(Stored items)
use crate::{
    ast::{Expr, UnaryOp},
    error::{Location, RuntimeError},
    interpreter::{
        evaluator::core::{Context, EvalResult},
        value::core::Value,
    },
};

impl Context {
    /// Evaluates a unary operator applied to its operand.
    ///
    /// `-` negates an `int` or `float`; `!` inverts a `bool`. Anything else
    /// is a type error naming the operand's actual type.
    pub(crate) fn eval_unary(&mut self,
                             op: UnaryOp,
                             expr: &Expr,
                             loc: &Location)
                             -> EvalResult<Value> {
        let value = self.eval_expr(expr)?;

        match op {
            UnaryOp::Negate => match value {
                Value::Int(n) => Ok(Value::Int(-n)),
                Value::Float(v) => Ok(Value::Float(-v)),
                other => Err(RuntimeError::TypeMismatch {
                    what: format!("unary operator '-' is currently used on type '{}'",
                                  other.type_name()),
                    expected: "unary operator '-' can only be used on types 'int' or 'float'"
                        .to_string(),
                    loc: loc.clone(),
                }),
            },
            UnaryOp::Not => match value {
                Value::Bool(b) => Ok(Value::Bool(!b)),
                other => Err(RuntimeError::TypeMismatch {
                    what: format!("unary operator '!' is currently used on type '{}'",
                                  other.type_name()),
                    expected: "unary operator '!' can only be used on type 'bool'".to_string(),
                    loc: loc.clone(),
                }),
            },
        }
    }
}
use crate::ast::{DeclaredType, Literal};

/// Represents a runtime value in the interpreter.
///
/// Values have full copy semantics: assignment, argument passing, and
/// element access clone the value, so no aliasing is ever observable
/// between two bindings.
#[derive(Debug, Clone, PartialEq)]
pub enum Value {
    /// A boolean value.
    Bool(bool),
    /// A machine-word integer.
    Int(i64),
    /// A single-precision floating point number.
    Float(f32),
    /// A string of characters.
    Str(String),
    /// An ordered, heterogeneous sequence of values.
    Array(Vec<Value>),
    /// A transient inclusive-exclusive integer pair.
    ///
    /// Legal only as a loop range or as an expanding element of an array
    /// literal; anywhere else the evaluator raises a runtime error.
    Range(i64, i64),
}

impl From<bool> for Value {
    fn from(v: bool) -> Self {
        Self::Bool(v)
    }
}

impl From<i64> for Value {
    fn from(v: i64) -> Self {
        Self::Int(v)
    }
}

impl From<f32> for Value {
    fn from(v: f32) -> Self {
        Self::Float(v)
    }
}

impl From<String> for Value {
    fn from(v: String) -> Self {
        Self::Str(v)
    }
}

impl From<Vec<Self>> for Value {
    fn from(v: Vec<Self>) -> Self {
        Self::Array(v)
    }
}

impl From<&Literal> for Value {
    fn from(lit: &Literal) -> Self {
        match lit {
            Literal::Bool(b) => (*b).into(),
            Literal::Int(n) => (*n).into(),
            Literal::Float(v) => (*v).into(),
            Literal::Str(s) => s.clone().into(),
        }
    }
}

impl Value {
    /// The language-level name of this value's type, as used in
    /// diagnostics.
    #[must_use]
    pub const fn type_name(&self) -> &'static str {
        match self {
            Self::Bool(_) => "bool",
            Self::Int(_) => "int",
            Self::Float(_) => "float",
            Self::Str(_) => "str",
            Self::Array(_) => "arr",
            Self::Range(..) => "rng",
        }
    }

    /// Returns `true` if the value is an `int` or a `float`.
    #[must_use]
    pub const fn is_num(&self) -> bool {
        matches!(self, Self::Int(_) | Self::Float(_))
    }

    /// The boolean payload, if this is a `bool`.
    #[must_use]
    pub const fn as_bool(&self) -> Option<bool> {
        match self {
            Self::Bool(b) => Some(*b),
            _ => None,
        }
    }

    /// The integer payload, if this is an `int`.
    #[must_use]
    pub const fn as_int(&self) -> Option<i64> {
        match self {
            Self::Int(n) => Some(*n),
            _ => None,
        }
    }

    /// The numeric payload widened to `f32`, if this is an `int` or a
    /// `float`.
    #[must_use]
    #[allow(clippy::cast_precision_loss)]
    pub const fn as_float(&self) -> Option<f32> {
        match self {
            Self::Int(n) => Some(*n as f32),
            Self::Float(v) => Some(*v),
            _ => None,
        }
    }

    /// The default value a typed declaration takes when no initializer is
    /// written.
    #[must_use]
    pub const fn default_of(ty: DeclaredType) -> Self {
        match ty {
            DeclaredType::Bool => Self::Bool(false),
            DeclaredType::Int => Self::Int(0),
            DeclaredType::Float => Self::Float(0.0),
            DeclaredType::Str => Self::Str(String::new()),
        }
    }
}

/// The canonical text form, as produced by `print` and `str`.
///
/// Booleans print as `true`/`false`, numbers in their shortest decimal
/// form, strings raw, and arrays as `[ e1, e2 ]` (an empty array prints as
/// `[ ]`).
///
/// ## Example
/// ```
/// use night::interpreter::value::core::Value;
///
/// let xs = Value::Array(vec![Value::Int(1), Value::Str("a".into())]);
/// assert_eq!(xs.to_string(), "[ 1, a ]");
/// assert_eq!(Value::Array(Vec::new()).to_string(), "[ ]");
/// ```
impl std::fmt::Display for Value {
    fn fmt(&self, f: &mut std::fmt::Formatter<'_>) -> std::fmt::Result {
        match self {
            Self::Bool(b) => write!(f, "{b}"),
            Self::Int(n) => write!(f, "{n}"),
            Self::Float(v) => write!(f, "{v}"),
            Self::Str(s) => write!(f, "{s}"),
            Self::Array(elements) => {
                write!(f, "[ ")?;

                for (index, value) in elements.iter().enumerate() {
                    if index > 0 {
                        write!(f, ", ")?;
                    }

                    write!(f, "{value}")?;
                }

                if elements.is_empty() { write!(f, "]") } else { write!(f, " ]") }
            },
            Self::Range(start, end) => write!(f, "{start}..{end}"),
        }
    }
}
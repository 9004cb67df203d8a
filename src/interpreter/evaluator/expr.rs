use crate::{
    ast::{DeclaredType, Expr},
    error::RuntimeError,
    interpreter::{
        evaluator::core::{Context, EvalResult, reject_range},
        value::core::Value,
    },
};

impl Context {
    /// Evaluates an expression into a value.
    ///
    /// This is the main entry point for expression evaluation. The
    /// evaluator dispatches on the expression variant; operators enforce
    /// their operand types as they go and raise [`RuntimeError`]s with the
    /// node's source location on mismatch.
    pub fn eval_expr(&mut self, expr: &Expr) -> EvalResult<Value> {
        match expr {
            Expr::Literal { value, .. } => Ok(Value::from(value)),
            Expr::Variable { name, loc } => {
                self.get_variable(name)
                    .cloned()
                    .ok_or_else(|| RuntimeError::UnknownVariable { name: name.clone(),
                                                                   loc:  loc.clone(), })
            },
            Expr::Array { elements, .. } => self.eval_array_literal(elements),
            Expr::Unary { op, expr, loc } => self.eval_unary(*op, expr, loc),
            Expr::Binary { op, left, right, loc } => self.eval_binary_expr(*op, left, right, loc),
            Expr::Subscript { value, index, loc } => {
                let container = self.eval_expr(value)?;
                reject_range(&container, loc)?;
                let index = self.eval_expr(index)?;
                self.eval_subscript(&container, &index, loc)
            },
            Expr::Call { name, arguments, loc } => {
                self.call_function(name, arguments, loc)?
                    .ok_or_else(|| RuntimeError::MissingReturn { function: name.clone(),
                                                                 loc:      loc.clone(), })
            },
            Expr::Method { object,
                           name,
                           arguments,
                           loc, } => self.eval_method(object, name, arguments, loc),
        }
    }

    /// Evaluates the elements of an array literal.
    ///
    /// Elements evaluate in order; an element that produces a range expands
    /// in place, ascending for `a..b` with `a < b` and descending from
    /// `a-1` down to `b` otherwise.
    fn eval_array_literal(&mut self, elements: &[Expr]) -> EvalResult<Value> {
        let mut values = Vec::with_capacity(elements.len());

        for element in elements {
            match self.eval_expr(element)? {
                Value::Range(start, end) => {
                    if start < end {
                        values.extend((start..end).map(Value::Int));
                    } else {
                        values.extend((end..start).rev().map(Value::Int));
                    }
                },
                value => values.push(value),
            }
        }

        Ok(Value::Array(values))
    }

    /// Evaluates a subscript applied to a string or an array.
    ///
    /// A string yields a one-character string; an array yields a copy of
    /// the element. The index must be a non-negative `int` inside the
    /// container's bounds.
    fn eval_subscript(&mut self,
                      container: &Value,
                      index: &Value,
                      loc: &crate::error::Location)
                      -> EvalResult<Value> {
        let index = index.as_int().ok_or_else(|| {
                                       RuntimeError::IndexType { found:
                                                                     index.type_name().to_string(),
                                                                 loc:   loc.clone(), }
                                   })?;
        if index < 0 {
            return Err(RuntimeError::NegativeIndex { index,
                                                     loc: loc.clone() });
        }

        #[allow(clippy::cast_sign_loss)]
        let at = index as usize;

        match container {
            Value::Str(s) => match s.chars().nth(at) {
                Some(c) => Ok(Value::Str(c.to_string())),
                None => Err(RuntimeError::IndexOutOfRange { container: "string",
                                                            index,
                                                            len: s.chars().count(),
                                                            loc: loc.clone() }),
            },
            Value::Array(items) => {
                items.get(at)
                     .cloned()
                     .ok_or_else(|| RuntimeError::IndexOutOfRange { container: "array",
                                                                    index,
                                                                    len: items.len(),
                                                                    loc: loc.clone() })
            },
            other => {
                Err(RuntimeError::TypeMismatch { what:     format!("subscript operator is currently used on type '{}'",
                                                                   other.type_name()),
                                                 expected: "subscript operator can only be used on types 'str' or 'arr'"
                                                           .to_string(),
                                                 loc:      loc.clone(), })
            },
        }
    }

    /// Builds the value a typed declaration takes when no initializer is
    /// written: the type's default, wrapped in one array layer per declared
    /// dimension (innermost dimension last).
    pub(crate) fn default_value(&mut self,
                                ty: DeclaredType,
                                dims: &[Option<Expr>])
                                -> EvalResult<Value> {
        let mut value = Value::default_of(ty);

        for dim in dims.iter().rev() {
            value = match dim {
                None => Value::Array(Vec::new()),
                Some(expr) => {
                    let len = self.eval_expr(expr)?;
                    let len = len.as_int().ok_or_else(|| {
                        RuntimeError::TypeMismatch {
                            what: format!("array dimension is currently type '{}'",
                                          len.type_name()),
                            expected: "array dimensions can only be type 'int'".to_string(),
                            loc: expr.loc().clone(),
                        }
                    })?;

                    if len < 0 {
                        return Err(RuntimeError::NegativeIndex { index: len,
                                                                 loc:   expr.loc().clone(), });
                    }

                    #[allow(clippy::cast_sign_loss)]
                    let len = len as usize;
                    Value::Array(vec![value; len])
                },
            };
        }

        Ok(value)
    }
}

[DIRECTIONS] Scan the records above for the string "clippy", then select every line that holds it.

[ANSWER SPACE]
    #[allow(clippy::cast_precision_loss)]
        #[allow(clippy::cast_sign_loss)]
                    #[allow(clippy::cast_sign_loss)]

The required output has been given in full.